Shale gas drilling and hydraulic fracturing operations often use open pits to store the flowback prior to treatment or removal to an offsite treatment location. H2O TECH, Inc. (Castle Rock, CO) owns patent number 7,731,854, "Situ system and method for treating an oil and gas well drilling fluid," issued June 8, 2010. The inventor is Robert Herbst. The invention treats flowback water in a storage pit using a floating electrocoagulation unit with positive and negative charged electrodes received in the drilling fluid in the first side of the pit. A generator is connected to the electrodes for applying positive and negative direct current and destabilizing contaminants in the fluid. Heavy sludge, colloidal solids and dissolved metals form stable precipitates that settle to the bottom of the first side of the pit. The treated water can be re-used in the drilling operation or discharged. Herbst's invention is considered by the USPTO to be technology that removes specified material as part of a liquid purification or separation process.
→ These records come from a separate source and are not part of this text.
impl FakeProvider {
    pub fn new() -> Self {
        Self::default()
    }

    /// Provider that always reports `entities`.
    pub fn with_snapshot(entities: Vec<CacheEntity>) -> Self {
        let provider = Self::new();
        provider.set_snapshot(entities);
        provider
    }

    /// Replace the steady-state snapshot.
    pub fn set_snapshot(&self, entities: Vec<CacheEntity>) {
        *self.current.lock().unwrap_or_else(PoisonError::into_inner) = entities;
    }

    /// Queue a snapshot for a future call.
    pub fn push_snapshot(&self, entities: Vec<CacheEntity>) {
        self.script
            .lock()
            .unwrap_or_else(PoisonError::into_inner)
            .push_back(entities);
    }

    /// Make the next `n` calls fail.
    pub fn fail_next(&self, n: usize) {
        self.failures.store(n, Ordering::SeqCst);
    }

    /// Make every call wait `delay` before answering.
    pub fn set_delay(&self, delay: Duration) {
        *self.delay.lock().unwrap_or_else(PoisonError::into_inner) = Some(delay);
    }

    /// Calls made so far, failed ones included.
    pub fn calls(&self) -> usize {
        self.calls.load(Ordering::SeqCst)
    }

    /// List every resource of `account`.
    ///
    /// The snapshot is taken when the call starts; any configured delay is
    /// spent afterwards, like a slow response carrying already-stale data.
    pub async fn describe(&self, account: &str) -> StratusResult<Vec<CacheEntity>> {
        self.calls.fetch_add(1, Ordering::SeqCst);

        let injected = self
            .failures
            .fetch_update(Ordering::SeqCst, Ordering::SeqCst, |n| n.checked_sub(1))
            .is_ok();

        let snapshot = if injected {
            None
        } else {
            let mut current = self.current.lock().unwrap_or_else(PoisonError::into_inner);
            if let Some(next) = self
                .script
                .lock()
                .unwrap_or_else(PoisonError::into_inner)
                .pop_front()
            {
                *current = next;
            }
            Some(current.clone())
        };

        let delay = *self.delay.lock().unwrap_or_else(PoisonError::into_inner);
        if let Some(delay) = delay {
            tokio::time::sleep(delay).await;
        }

        snapshot.ok_or_else(|| {
            AgentError::ProviderFailed {
                account: account.to_string(),
                reason: "injected failure".to_string(),
            }
            .into()
        })
    }

    /// Look up one resource in the current snapshot without consuming the script.
    pub fn find(&self, id: &str) -> Option<CacheEntity> {
        self.current
            .lock()
            .unwrap_or_else(PoisonError::into_inner)
            .iter()
            .find(|entity| entity.id == id)
            .cloned()
    }
}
Ecosphere Technologies, Inc. (Stuart, FL) (OTCBB:ESPH) owns four patents supporting its Ozonix water treatment process. The most recent of these is 7,943,087, "Enhanced water treatment for reclamation of waste fluids and increased efficiency treatment of potable waters," issued May 17, 2011. Dennis McGuire and Sanjeev Jakhete are the inventors. The earlier patents, of the same title, are 7,699,988, 7,699,994, 7,785,470. These patents provide a mobile system that combines ozonation, hydrodynamic and acoustic cavitation, acoustic cavitation, and electro-chemical decomposition. The process destroys bacteria and oxidizes contaminants in the frac water, allowing it to be re-used or released. The '087 patent is classified as 422/20 for using sonic or ultrasonic energy as part of chemical apparatus and process disinfecting, deodorizing, preserving, or sterilizing technology.
Innovation is being applied to the cleanup of hydraulic fracturing fluids, helping to remove an issue of concern to those opposed to the development and use of domestic energy supplies. These and many other clean technologies are found in the patentECO Water Index.